Carter to mężczyzna, który ma pod sobą cale miasto. Wszyscy się go boją a on nikomu nie wybacza. Kiedy przypadkiem zauważa w oknie kawiarni kobietę coś w niej sprawia, że musi ja poznać. Gdy tylko wkracza do kawiarni wie, że ta kobieta oznacza dla niego kłopoty. Czy Lili odnajdzie drogę do jego serca? Czy Carter trafi w końcu na kobietę, które nie będzie taka jak inne?
Historia miała być z typu romans mafijny. Tu pojawiło sie pierwsze rozczarowanie. Owszem Carter to szef mafii ale zupełnie nie tak jak sobie to zakołatałam. Niby prowadzi swoje interesy ale to wszystko takie mało pokazane. Gdyby nie było to zaznaczone, że cale Miami jest jego to zupełnie bym tego nie zauważyła. Prędzej u do zwykłego biznesmena niż mafijnego bossa. Owszem otacza się sprawdzonymi ludzi, ma broń i noże ale jakoś tak zupełnie inaczej to wygląda. A może o to autorce chodziło? Jakby tak, a to spojrzeć to coś zupełnie innego niż typowy motyw mafijny.
Bohaterowie ciekawi wykrawani. Carter to nawet fajny gość, ale jak na szefa trochę mało mi pasował. Jego zaufani ludzie są fajnie opisani, ale poznajemy ich stopniowo i w ich historię są mało rozwinięte.
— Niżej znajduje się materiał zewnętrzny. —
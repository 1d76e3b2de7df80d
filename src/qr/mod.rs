//! QR code encoding and decoding
//!
//! The pipeline only talks to the [`QrEncoder`] trait, so the encoding backend
//! is an injected handle rather than a global. [`QrcodeEncoder`] is the
//! default backend built on the `qrcode` crate; [`QrDecoder`] reads codes back
//! out of images.

mod decoder;
mod encoder;
mod surface;

pub use decoder::QrDecoder;
pub use encoder::QrcodeEncoder;
pub use surface::RasterSurface;

use crate::error::Result;
use async_trait::async_trait;

/// Quiet zone around every rendered code, in modules
pub const QUIET_MARGIN: u32 = 2;

/// Pixels per module used when the requested width cannot fit the symbol
pub const FALLBACK_SCALE: f64 = 4.0;

/// Geometry of a single render request
#[derive(Debug, Clone, Copy, PartialEq, Eq)]
pub struct RenderOptions {
    /// Output width (and height) in pixels
    pub width: u32,
    /// Quiet zone in modules
    pub margin: u32,
}

impl RenderOptions {
    /// Square render of `width` pixels with the standard quiet margin
    pub fn with_width(width: u32) -> Self {
        Self {
            width,
            margin: QUIET_MARGIN,
        }
    }
}

/// Text-to-image encoder consumed by the pipeline
#[async_trait]
pub trait QrEncoder: Send + Sync {
    /// Paint `text` as a QR code onto `surface`, replacing its contents.
    async fn encode_to_surface(
        &self,
        surface: &mut RasterSurface,
        text: &str,
        options: RenderOptions,
    ) -> Result<()>;

    /// Render `text` as standalone SVG markup.
    async fn encode_to_string(&self, text: &str, options: RenderOptions) -> Result<String>;
}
Jedynie postać Maxa była jako tako bardziej nam pokazana. I powiem szczerze, że uwielbiam tego gościa. Co do postaci kobiecych, to mamy tu trzy zasadnicze postacie. Zarówno Anna jak i Kate da się polubić od pierwszego czytania. Wątki z ich udziałem wywołują uśmiech a twarzy. Bardzo duży plus za kreacje głównej bohaterki. Lili to kobieta, która potrafi o osie zadbać. Nie da sobą rządzić i nawet taki szef mafii nie będzie jej układał życia. To zdecydowanie duży plus bo nie lubię, gdy postać kobieca w romansach mafijnych jest uległa i pogodzona z losem. Lili ma tylko jedną wadę typowo kobiecą. Ma za dużo ciuchów i nigdy nie wie, w co się ubrać. Jej zakupoholizm w tej materii bywa nawet zabawny.
Fabuła świetnie poprowadzona. Czyta się rewelacyjnie to trzeba przyznać. Na tak malej ilości stron jest sporo wątków i nie mamy poczuć, że czegoś za mało czy za dużo. Chociaż bywało, że miałam jednak mały niedosyt niektórych scenek. Mamy także sporo scenek erotycznych i tu muszę przyznać, że są napisane tak jak lubię. Niby są ale nie budzą niesmaku.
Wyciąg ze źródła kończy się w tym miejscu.